Tenho 6 netos e já vou ser bisavó. Meu neto mora na Itália, mas para minha alegria meu bisneto vai nascer no Brasil
O trabalho voluntariado
Estou na APAE há 26 anos, já trabalhei muito, sou a voluntária mais antiga do setor educacional. Trabalhei como voluntária na AACD de São Paulo, no setor de fisioterapia. Isso foi há 30 anos. Fiquei lá durante 4 anos. Quando descobriram que eu sabia inglês, como havia poucos livros técnicos em português, me pediram para traduzir um livro de fisioterapia.Traduzi quase o livro inteiro.
Precisei fazer uma viagem e deixei uma sobrinha no meu lugar na AACD. Fiquei alguns meses fora, e quando voltei, fui visitar o setor educacional da APAE, gostei e estou lá até hoje.

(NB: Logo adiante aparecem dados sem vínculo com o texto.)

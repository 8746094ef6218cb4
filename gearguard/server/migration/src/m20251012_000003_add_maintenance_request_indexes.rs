use sea_orm_migration::prelude::*;

#[derive(DeriveMigrationName)]
pub struct Migration;

const IDX_EQUIPMENT_ID: &str = "idx_maintenance_request_equipment_id";
const IDX_STATUS: &str = "idx_maintenance_request_status";

#[async_trait::async_trait]
impl MigrationTrait for Migration {
    async fn up(&self, manager: &SchemaManager) -> Result<(), DbErr> {
        manager
            .create_index(
                Index::create()
                    .name(IDX_EQUIPMENT_ID)
                    .table(MaintenanceRequest::Table)
                    .col(MaintenanceRequest::EquipmentId)
                    .to_owned(),
            )
            .await?;
        manager
            .create_index(
                Index::create()
                    .name(IDX_STATUS)
                    .table(MaintenanceRequest::Table)
                    .col(MaintenanceRequest::Status)
                    .to_owned(),
            )
            .await
    }

    async fn down(&self, manager: &SchemaManager) -> Result<(), DbErr> {
        manager
            .drop_index(
                Index::drop()
                    .name(IDX_STATUS)
                    .table(MaintenanceRequest::Table)
                    .to_owned(),
            )
            .await?;
        manager
            .drop_index(
                Index::drop()
                    .name(IDX_EQUIPMENT_ID)
                    .table(MaintenanceRequest::Table)
                    .to_owned(),
            )
            .await
    }
}

#[derive(DeriveIden)]
enum MaintenanceRequest {
    Table,
    EquipmentId,
    Status,
}
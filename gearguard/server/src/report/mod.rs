use crate::entities::*;
use crate::request::RequestStatus;
use sea_orm::sea_query::{Expr, Func, SimpleExpr};
use sea_orm::*;

pub mod api;

/// Number of equipment entries shown in the top list unless configured otherwise.
pub const DEFAULT_TOP_EQUIPMENT_LIMIT: u64 = 3;

/// Request count for one piece of equipment.
#[derive(Debug, Clone, PartialEq, Eq, FromQueryResult)]
pub struct EquipmentRequestCount {
    pub equipment_id: i32,
    pub name: String,
    pub request_count: i64,
}

/// Aggregate figures for the reporting page.
#[derive(Debug, Clone, PartialEq)]
pub struct ReportSummary {
    /// All requests ever created.
    pub total: u64,
    /// Requests in status `repaired`.
    pub completed: u64,
    /// Mean repair duration in hours over repaired requests, one decimal.
    pub avg_duration: f64,
    /// Requests still `new` or `in_progress`.
    pub critical: u64,
    /// Equipment with the most requests, busiest first.
    pub top_equipment: Vec<EquipmentRequestCount>,
}

#[derive(Debug, thiserror::Error)]
pub enum ReportServiceError {
    /// Represents a database error.
    #[error("Database error: {0}")]
    Storage(#[from] sea_orm::DbErr),
}

/// Rounds an average to one decimal with ties to even, mapping a missing average to zero.
fn round_average(average: Option<f64>) -> f64 {
    match average {
        Some(value) if value.is_finite() => (value * 10.0).round_ties_even() / 10.0,
        _ => 0.0,
    }
}

pub struct ReportService<'a> {
    db: &'a sea_orm::DatabaseConnection,
    top_equipment_limit: u64,
}

impl ReportService<'_> {
    pub fn new(db: &sea_orm::DatabaseConnection) -> ReportService<'_> {
        ReportService {
            db,
            top_equipment_limit: DEFAULT_TOP_EQUIPMENT_LIMIT,
        }
    }

    /// Sets how many entries the top equipment list holds.
    pub fn with_top_equipment_limit(mut self, limit: u64) -> Self {
        self.top_equipment_limit = limit;
        self
    }

    /// Computes the report from scratch. Nothing is cached between calls.
    #[tracing::instrument(skip(self))]
    pub async fn summary(&self) -> Result<ReportSummary, ReportServiceError> {
        let total = maintenance_request::Entity::find().count(self.db).await?;
        let completed = maintenance_request::Entity::find()
            .filter(maintenance_request::Column::Status.eq(RequestStatus::Repaired))
            .count(self.db)
            .await?;
        let critical = maintenance_request::Entity::find()
            .filter(
                maintenance_request::Column::Status
                    .is_in([RequestStatus::New, RequestStatus::InProgress]),
            )
            .count(self.db)
            .await?;
        let avg_duration = self.average_repair_duration().await?;
        let top_equipment = self.top_equipment().await?;

        Ok(ReportSummary {
            total,
            completed,
            avg_duration,
            critical,
            top_equipment,
        })
    }

    /// Mean `duration_hours` over repaired requests, zero when none are repaired.
    #[tracing::instrument(skip(self))]
    pub async fn average_repair_duration(&self) -> Result<f64, ReportServiceError> {
        let average: Option<Option<f64>> = maintenance_request::Entity::find()
            .select_only()
            .column_as(
                SimpleExpr::from(Func::avg(Expr::col(
                    maintenance_request::Column::DurationHours,
                ))),
                "avg_duration",
            )
            .filter(maintenance_request::Column::Status.eq(RequestStatus::Repaired))
            .into_tuple()
            .one(self.db)
            .await?;
        Ok(round_average(average.flatten()))
    }

    /// Equipment ranked by number of requests. Ties are ordered by name.
    #[tracing::instrument(skip(self))]
    pub async fn top_equipment(&self) -> Result<Vec<EquipmentRequestCount>, ReportServiceError> {
        let top = maintenance_request::Entity::find()
            .select_only()
            .column(maintenance_request::Column::EquipmentId)
            .column_as(equipment::Column::Name, "name")
            .column_as(maintenance_request::Column::Id.count(), "request_count")
            .join(
                JoinType::InnerJoin,
                maintenance_request::Relation::Equipment.def(),
            )
            .group_by(maintenance_request::Column::EquipmentId)
            .group_by(equipment::Column::Name)
            .order_by_desc(maintenance_request::Column::Id.count())
            .order_by_asc(equipment::Column::Name)
            .limit(self.top_equipment_limit)
            .into_model::<EquipmentRequestCount>()
            .all(self.db)
            .await?;
        Ok(top)
    }
}
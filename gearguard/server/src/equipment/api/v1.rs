use crate::equipment::{Equipment, EquipmentDetail, EquipmentService, EquipmentServiceError, Team};
use crate::web::api::v1::ServerErrorResponse;
use axum::{
    Router,
    extract::{Path, State},
    http::StatusCode,
    response::{IntoResponse, Json, Response},
    routing::get,
};
use serde::{Deserialize, Serialize};
use std::sync::Arc;
use utoipa::ToSchema;

#[derive(Clone, Debug)]
pub struct EquipmentState {
    pub db: Arc<sea_orm::DatabaseConnection>,
}

/// JSON representation of a piece of equipment.
#[derive(Debug, Serialize, Deserialize, ToSchema)]
pub struct EquipmentJson {
    pub id: i32,
    pub name: String,
    pub serial_number: String,
    pub location: Option<String>,
    /// Team that receives requests raised for this equipment
    pub team_id: Option<i32>,
}

impl From<Equipment> for EquipmentJson {
    fn from(equipment: Equipment) -> Self {
        Self {
            id: equipment.id,
            name: equipment.name,
            serial_number: equipment.serial_number,
            location: equipment.location,
            team_id: equipment.team_id,
        }
    }
}

/// JSON representation of the equipment detail view.
#[derive(Debug, Serialize, Deserialize, ToSchema)]
pub struct EquipmentDetailJson {
    pub equipment: EquipmentJson,
    /// Requests for this equipment currently in progress
    pub active_maintenance: u64,
}

impl From<EquipmentDetail> for EquipmentDetailJson {
    fn from(detail: EquipmentDetail) -> Self {
        Self {
            equipment: EquipmentJson::from(detail.equipment),
            active_maintenance: detail.active_maintenance,
        }
    }
}

#[derive(Debug, Serialize, Deserialize, ToSchema)]
pub struct TeamJson {
    pub id: i32,
    pub name: String,
}

impl From<Team> for TeamJson {
    fn from(team: Team) -> Self {
        Self {
            id: team.id,
            name: team.name,
        }
    }
}

impl IntoResponse for EquipmentServiceError {
    fn into_response(self) -> Response {
        match self {
            EquipmentServiceError::NotFound(_) => (
                StatusCode::NOT_FOUND,
                Json(ServerErrorResponse::new("NOT_FOUND", self.to_string())),
            )
                .into_response(),
            err => {
                tracing::error!("Equipment lookup failed: {}", err);
                (
                    StatusCode::INTERNAL_SERVER_ERROR,
                    Json(ServerErrorResponse::storage_failure()),
                )
                    .into_response()
            }
        }
    }
}

/// Handler for GET /api/v1/equipment - Lists equipment for selection lists.
#[tracing::instrument(skip(state))]
#[utoipa::path(
    get,
    path = "/api/v1/equipment",
    responses(
        (status = 200, description = "All equipment ordered by name", body = Vec<EquipmentJson>),
        (status = 500, description = "Internal server error", body = ServerErrorResponse)
    ),
    tag = "Equipment"
)]
pub async fn list_equipment_handler(
    State(state): State<Arc<EquipmentState>>,
) -> Result<Json<Vec<EquipmentJson>>, EquipmentServiceError> {
    let service = EquipmentService::new(&state.db);
    let equipment = service
        .list_equipment()
        .await?
        .into_iter()
        .map(EquipmentJson::from)
        .collect();
    Ok(Json(equipment))
}

/// Handler for GET /api/v1/equipment/{id} - Returns the equipment detail view.
#[tracing::instrument(skip(state))]
#[utoipa::path(
    get,
    path = "/api/v1/equipment/{id}",
    params(("id" = i32, Path, description = "Equipment ID")),
    responses(
        (status = 200, description = "The equipment", body = EquipmentDetailJson),
        (status = 404, description = "Equipment not found", body = ServerErrorResponse)
    ),
    tag = "Equipment"
)]
pub async fn get_equipment_handler(
    State(state): State<Arc<EquipmentState>>,
    Path(id): Path<i32>,
) -> Result<Json<EquipmentDetailJson>, EquipmentServiceError> {
    let service = EquipmentService::new(&state.db);
    let detail = service.get_equipment(id).await?;
    Ok(Json(EquipmentDetailJson::from(detail)))
}

/// Handler for GET /api/v1/teams - Lists maintenance teams.
#[tracing::instrument(skip(state))]
#[utoipa::path(
    get,
    path = "/api/v1/teams",
    responses(
        (status = 200, description = "All teams ordered by name", body = Vec<TeamJson>),
        (status = 500, description = "Internal server error", body = ServerErrorResponse)
    ),
    tag = "Equipment"
)]
pub async fn list_teams_handler(
    State(state): State<Arc<EquipmentState>>,
) -> Result<Json<Vec<TeamJson>>, EquipmentServiceError> {
    let service = EquipmentService::new(&state.db);
    let teams = service
        .list_teams()
        .await?
        .into_iter()
        .map(TeamJson::from)
        .collect();
    Ok(Json(teams))
}

/// Creates and returns the equipment API router.
pub fn create_api_router(state: Arc<EquipmentState>) -> Router {
    Router::new()
        .route("/equipment", get(list_equipment_handler))
        .route("/equipment/{id}", get(get_equipment_handler))
        .route("/teams", get(list_teams_handler))
        .with_state(state)
}
use serde::{Deserialize, Serialize};
use utoipa::ToSchema;

pub use crate::entities::sea_orm_active_enums::RequestStatus;

/// Board column labels paired with the status each one stands for.
const STATUS_LABELS: [(&str, RequestStatus); 4] = [
    ("New Request", RequestStatus::New),
    ("In Progress", RequestStatus::InProgress),
    ("Repaired", RequestStatus::Repaired),
    ("Scrap", RequestStatus::Scrap),
];

impl RequestStatus {
    /// Looks up the status for a board label such as `"In Progress"`.
    ///
    /// Matching is exact. Returns `None` for anything outside the four known labels.
    pub fn from_label(label: &str) -> Option<Self> {
        STATUS_LABELS
            .iter()
            .find(|(known, _)| *known == label)
            .map(|(_, status)| *status)
    }

    /// Returns the board label for this status.
    pub fn label(&self) -> &'static str {
        match self {
            RequestStatus::New => "New Request",
            RequestStatus::InProgress => "In Progress",
            RequestStatus::Repaired => "Repaired",
            RequestStatus::Scrap => "Scrap",
        }
    }

    /// Returns the code stored in the `status` column.
    pub fn code(&self) -> &'static str {
        match self {
            RequestStatus::New => "new",
            RequestStatus::InProgress => "in_progress",
            RequestStatus::Repaired => "repaired",
            RequestStatus::Scrap => "scrap",
        }
    }

    /// Whether the request still counts towards the critical backlog.
    pub fn is_open(&self) -> bool {
        matches!(self, RequestStatus::New | RequestStatus::InProgress)
    }
}

/// Who is performing a status change.
#[derive(Debug, Clone, Copy, PartialEq, Eq, Serialize, Deserialize, ToSchema)]
#[serde(tag = "role", rename_all = "snake_case")]
pub enum Actor {
    /// An employee reporting or following up on equipment problems.
    User { id: i32 },
    /// A maintenance technician. Picks up requests it moves to in-progress.
    Technician { id: i32 },
}

impl Actor {
    /// Returns the technician ID if this actor is a technician.
    pub fn technician_id(&self) -> Option<i32> {
        match self {
            Actor::Technician { id } => Some(*id),
            Actor::User { .. } => None,
        }
    }
}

Meu gosto pelo trabalho voluntário vem do meu pai. Ele era italiano e quando veio para o Brasil, juntou-se a um grupo de idealistas e fundou o partido socialista. Ele falava sempre dos problemas dos operários, das classes mais humildes, da assistência aos pobres.
A saúde
Minha saúde sempre foi boa, exceto por alguns episódios de laringite na infância. Em 1978 fomos morar por 8 meses em Manaus, meu marido trabalhava o dia inteiro e eu estava sem atividades, longe dos filhos, dos netos, e essa situação, sem que eu percebesse, me levou ao que chamamos hoje de “stress”. Tive um problema de fibrilação e desde então tomo uma medicação para o coração e para a pressão. Pensei que fosse viver somente mais uns 5 ou 6 anos e vejam só: lá se vão 30 anos. Aleluia!
Aposentadoria
Hoje estou pedindo minha aposentadoria ao governo. Lecionei 19 anos mas só consegui confirmar para a aposentadoria 16 anos. Viajávamos bastante e parei de lecionar o que hoje me impede de receber minha aposentadoria integral. Assim recomendo aos meus filhos e netos, que nunca parem de trabalhar e contribuir e, se possível, que façam um plano de aposentadoria complementar. É importante na velhice!
Religião
Minha religiosidade se resume em ir à igreja quando não há quase ninguém. Rezar todos os dias, com as palavras que me pareçam sinceras. Pelos familiares, pelos amigos e doentes.
Uma mensagem
Não tenha medo da velhice. Enfrente-a com coragem. Depende muito de você. Não pare de estudar, de aprender, de acompanhar o desenvolvimento. Evolua junto, é uma maneira de você envelhecer mais lentamente e não sentir tanto os efeitos da velhice.